◆ WORK REQUIRED
Repeat the whole listing, keeping every word and every line intact.

+-------+

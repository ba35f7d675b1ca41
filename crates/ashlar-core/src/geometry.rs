//! Point geometry and its stored form.
//!
//! Every stored point uses one projected spatial reference, Web Mercator
//! (EPSG:3857, metres). The codec refuses coordinates in any other system
//! rather than reprojecting them; reprojection belongs to the caller.

use std::fmt;

use serde::{Deserialize, Serialize};

use crate::{Error, Result};

/// Spatial reference identifier of every stored point.
pub const STORAGE_SRID: i32 = 3857;

/// An in-memory point tagged with the spatial reference it is expressed in.
#[derive(Debug, Clone, Copy, PartialEq, Serialize, Deserialize)]
pub struct Coordinate {
  pub x:    f64,
  pub y:    f64,
  pub srid: i32,
}

impl Coordinate {
  pub fn new(x: f64, y: f64, srid: i32) -> Self { Self { x, y, srid } }

  /// A point already expressed in the storage reference system.
  pub fn web_mercator(x: f64, y: f64) -> Self { Self::new(x, y, STORAGE_SRID) }
}

/// The persisted text form of a point: EWKT, e.g. `SRID=3857;POINT(1 2)`.
#[derive(Debug, Clone, PartialEq, Eq)]
pub struct StoredPoint(String);

impl StoredPoint {
  /// Wrap text read back from storage. Not checked until [`decode`].
  pub fn from_raw(raw: impl Into<String>) -> Self { Self(raw.into()) }

  pub fn as_str(&self) -> &str { &self.0 }

  pub fn into_inner(self) -> String { self.0 }
}

impl fmt::Display for StoredPoint {
  fn fmt(&self, f: &mut fmt::Formatter<'_>) -> fmt::Result {
    f.write_str(&self.0)
  }
}

/// Encode a coordinate for storage.
pub fn encode(coord: &Coordinate) -> Result<StoredPoint> {
  if coord.srid != STORAGE_SRID {
    return Err(Error::SridMismatch {
      expected: STORAGE_SRID,
      found:    coord.srid,
    });
  }
  if !coord.x.is_finite() || !coord.y.is_finite() {
    return Err(Error::InvalidCoordinate {
      x: coord.x,
      y: coord.y,
    });
  }
  Ok(StoredPoint(format!(
    "SRID={STORAGE_SRID};POINT({} {})",
    coord.x, coord.y
  )))
}

/// Decode a stored point. The result always carries [`STORAGE_SRID`].
pub fn decode(stored: &StoredPoint) -> Result<Coordinate> {
  let malformed = || Error::MalformedGeometry(stored.0.clone());

  let (srid_part, point_part) =
    stored.0.split_once(';').ok_or_else(malformed)?;

  let srid: i32 = srid_part
    .trim()
    .strip_prefix("SRID=")
    .and_then(|s| s.parse().ok())
    .ok_or_else(malformed)?;
  if srid != STORAGE_SRID {
    return Err(Error::MalformedGeometry(format!(
      "stored SRID {srid} differs from {STORAGE_SRID}"
    )));
  }

  let body = point_part
    .trim()
    .strip_prefix("POINT(")
    .and_then(|s| s.strip_suffix(')'))
    .ok_or_else(malformed)?;

  let mut parts = body.split_whitespace();
  let x: f64 = parts
    .next()
    .and_then(|s| s.parse().ok())
    .ok_or_else(malformed)?;
  let y: f64 = parts
    .next()
    .and_then(|s| s.parse().ok())
    .ok_or_else(malformed)?;
  if parts.next().is_some() || !x.is_finite() || !y.is_finite() {
    return Err(malformed());
  }

  Ok(Coordinate::web_mercator(x, y))
}

#[cfg(test)]
mod tests {
  use super::*;

  #[test]
  fn encodes_as_ewkt() {
    let stored = encode(&Coordinate::web_mercator(-8_366_553.5, 4_859_000.25))
      .unwrap();
    assert_eq!(stored.as_str(), "SRID=3857;POINT(-8366553.5 4859000.25)");
  }

  #[test]
  fn decode_recovers_exact_values() {
    let coord = Coordinate::web_mercator(0.1 + 0.2, -1.0e-7);
    let decoded = decode(&encode(&coord).unwrap()).unwrap();
    assert_eq!(decoded, coord);
  }

  #[test]
  fn foreign_srid_is_refused() {
    let wgs84 = Coordinate::new(-75.16, 39.95, 4326);
    assert!(matches!(
      encode(&wgs84),
      Err(Error::SridMismatch { expected: 3857, found: 4326 })
    ));
  }

  #[test]
  fn non_finite_coordinates_are_refused() {
    assert!(matches!(
      encode(&Coordinate::web_mercator(f64::NAN, 0.0)),
      Err(Error::InvalidCoordinate { .. })
    ));
    assert!(matches!(
      encode(&Coordinate::web_mercator(0.0, f64::INFINITY)),
      Err(Error::InvalidCoordinate { .. })
    ));
  }

  #[test]
  fn decode_rejects_garbage() {
    for raw in [
      "",
      "POINT(1 2)",
      "SRID=3857;POINT(1)",
      "SRID=3857;POINT(1 2 3)",
      "SRID=3857;LINESTRING(1 2, 3 4)",
      "SRID=abc;POINT(1 2)",
    ] {
      assert!(
        matches!(
          decode(&StoredPoint::from_raw(raw)),
          Err(Error::MalformedGeometry(_))
        ),
        "{raw:?} should not decode"
      );
    }
  }

  #[test]
  fn decode_does_not_reproject_foreign_rows() {
    let stored = StoredPoint::from_raw("SRID=4326;POINT(1 2)");
    assert!(matches!(decode(&stored), Err(Error::MalformedGeometry(_))));
  }
}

+-------+

◆ SOLUTION BELOW
repository ba35f7d675b1ca41
filename crates/ashlar-core/src/geometry.rs
//! Point geometry and its stored form.
//!
//! Every stored point uses one projected spatial reference, Web Mercator
//! (EPSG:3857, metres). The codec refuses coordinates in any other system
//! rather than reprojecting them; reprojection belongs to the caller.

use std::fmt;

use serde::{Deserialize, Serialize};

use crate::{Error, Result};

/// Spatial reference identifier of every stored point.
pub const STORAGE_SRID: i32 = 3857;

/// An in-memory point tagged with the spatial reference it is expressed in.
#[derive(Debug, Clone, Copy, PartialEq, Serialize, Deserialize)]
pub struct Coordinate {
  pub x:    f64,
  pub y:    f64,
  pub srid: i32,
}

impl Coordinate {
  pub fn new(x: f64, y: f64, srid: i32) -> Self { Self { x, y, srid } }

  /// A point already expressed in the storage reference system.
  pub fn web_mercator(x: f64, y: f64) -> Self { Self::new(x, y, STORAGE_SRID) }
}

/// The persisted text form of a point: EWKT, e.g. `SRID=3857;POINT(1 2)`.
#[derive(Debug, Clone, PartialEq, Eq)]
pub struct StoredPoint(String);

impl StoredPoint {
  /// Wrap text read back from storage. Not checked until [`decode`].
  pub fn from_raw(raw: impl Into<String>) -> Self { Self(raw.into()) }

  pub fn as_str(&self) -> &str { &self.0 }

  pub fn into_inner(self) -> String { self.0 }
}

impl fmt::Display for StoredPoint {
  fn fmt(&self, f: &mut fmt::Formatter<'_>) -> fmt::Result {
    f.write_str(&self.0)
  }
}

/// Encode a coordinate for storage.
pub fn encode(coord: &Coordinate) -> Result<StoredPoint> {
  if coord.srid != STORAGE_SRID {
    return Err(Error::SridMismatch {
      expected: STORAGE_SRID,
      found:    coord.srid,
    });
  }
  if !coord.x.is_finite() || !coord.y.is_finite() {
    return Err(Error::InvalidCoordinate {
      x: coord.x,
      y: coord.y,
    });
  }
  Ok(StoredPoint(format!(
    "SRID={STORAGE_SRID};POINT({} {})",
    coord.x, coord.y
  )))
}

/// Decode a stored point. The result always carries [`STORAGE_SRID`].
pub fn decode(stored: &StoredPoint) -> Result<Coordinate> {
  let malformed = || Error::MalformedGeometry(stored.0.clone());

  let (srid_part, point_part) =
    stored.0.split_once(';').ok_or_else(malformed)?;

  let srid: i32 = srid_part
    .trim()
    .strip_prefix("SRID=")
    .and_then(|s| s.parse().ok())
    .ok_or_else(malformed)?;
  if srid != STORAGE_SRID {
    return Err(Error::MalformedGeometry(format!(
      "stored SRID {srid} differs from {STORAGE_SRID}"
    )));
  }

  let body = point_part
    .trim()
    .strip_prefix("POINT(")
    .and_then(|s| s.strip_suffix(')'))
    .ok_or_else(malformed)?;

  let mut parts = body.split_whitespace();
  let x: f64 = parts
    .next()
    .and_then(|s| s.parse().ok())
    .ok_or_else(malformed)?;
  let y: f64 = parts
    .next()
    .and_then(|s| s.parse().ok())
    .ok_or_else(malformed)?;
  if parts.next().is_some() || !x.is_finite() || !y.is_finite() {
    return Err(malformed());
  }

  Ok(Coordinate::web_mercator(x, y))
}

#[cfg(test)]
mod tests {
  use super::*;

  #[test]
  fn encodes_as_ewkt() {
    let stored = encode(&Coordinate::web_mercator(-8_366_553.5, 4_859_000.25))
      .unwrap();
    assert_eq!(stored.as_str(), "SRID=3857;POINT(-8366553.5 4859000.25)");
  }

  #[test]
  fn decode_recovers_exact_values() {
    let coord = Coordinate::web_mercator(0.1 + 0.2, -1.0e-7);
    let decoded = decode(&encode(&coord).unwrap()).unwrap();
    assert_eq!(decoded, coord);
  }

  #[test]
  fn foreign_srid_is_refused() {
    let wgs84 = Coordinate::new(-75.16, 39.95, 4326);
    assert!(matches!(
      encode(&wgs84),
      Err(Error::SridMismatch { expected: 3857, found: 4326 })
    ));
  }

  #[test]
  fn non_finite_coordinates_are_refused() {
    assert!(matches!(
      encode(&Coordinate::web_mercator(f64::NAN, 0.0)),
      Err(Error::InvalidCoordinate { .. })
    ));
    assert!(matches!(
      encode(&Coordinate::web_mercator(0.0, f64::INFINITY)),
      Err(Error::InvalidCoordinate { .. })
    ));
  }

  #[test]
  fn decode_rejects_garbage() {
    for raw in [
      "",
      "POINT(1 2)",
      "SRID=3857;POINT(1)",
      "SRID=3857;POINT(1 2 3)",
      "SRID=3857;LINESTRING(1 2, 3 4)",
      "SRID=abc;POINT(1 2)",
    ] {
      assert!(
        matches!(
          decode(&StoredPoint::from_raw(raw)),
          Err(Error::MalformedGeometry(_))
        ),
        "{raw:?} should not decode"
      );
    }
  }

  #[test]
  fn decode_does_not_reproject_foreign_rows() {
    let stored = StoredPoint::from_raw("SRID=4326;POINT(1 2)");
    assert!(matches!(decode(&stored), Err(Error::MalformedGeometry(_))));
  }
}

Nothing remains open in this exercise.